AIM OF THE TASK
What is the number of lines in the following data that contain "impl"? Answer with the number alone.

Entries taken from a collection
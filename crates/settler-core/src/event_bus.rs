//! Event bus for inter-service communication.
//!
//! A thin wrapper over a tokio broadcast channel. Publishing never blocks,
//! which is what keeps the callback acknowledgment independent of receipt
//! dispatch: handlers publish and return, and the engine's event loop
//! reacts on its own schedule.

use settler_types::SettlerEvent;
use tokio::sync::broadcast;

/// Default buffered event capacity.
const DEFAULT_CAPACITY: usize = 128;

/// Broadcast bus carrying [`SettlerEvent`]s between engine components.
#[derive(Clone)]
pub struct EventBus {
	sender: broadcast::Sender<SettlerEvent>,
}

impl EventBus {
	/// Creates a bus with the given buffered capacity.
	pub fn new(capacity: usize) -> Self {
		let (sender, _) = broadcast::channel(capacity);
		Self { sender }
	}

	/// Publishes an event to all current subscribers.
	///
	/// Returns an error only when no subscriber exists; callers that do
	/// not care (fire-and-forget publication) can ignore it.
	pub fn publish(
		&self,
		event: SettlerEvent,
	) -> Result<usize, broadcast::error::SendError<SettlerEvent>> {
		self.sender.send(event)
	}

	/// Creates a new subscription receiving events published after this
	/// call.
	pub fn subscribe(&self) -> broadcast::Receiver<SettlerEvent> {
		self.sender.subscribe()
	}
}

impl Default for EventBus {
	fn default() -> Self {
		Self::new(DEFAULT_CAPACITY)
	}
}

#[cfg(test)]
mod tests {
	use super::*;
	use settler_types::{SettlementEvent, SettlerEvent};

	#[tokio::test]
	async fn test_publish_reaches_subscriber() {
		let bus = EventBus::default();
		let mut rx = bus.subscribe();

		bus.publish(SettlerEvent::Settlement(SettlementEvent::Duplicate {
			order_id: "o1".to_string(),
		}))
		.unwrap();

		let event = rx.recv().await.unwrap();
		assert!(matches!(
			event,
			SettlerEvent::Settlement(SettlementEvent::Duplicate { order_id }) if order_id == "o1"
		));
	}

	#[test]
	fn test_publish_without_subscribers_errors() {
		let bus = EventBus::default();
		assert!(bus
			.publish(SettlerEvent::Settlement(SettlementEvent::Duplicate {
				order_id: "o1".to_string(),
			}))
			.is_err());
	}
}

WRITTEN ANSWER
2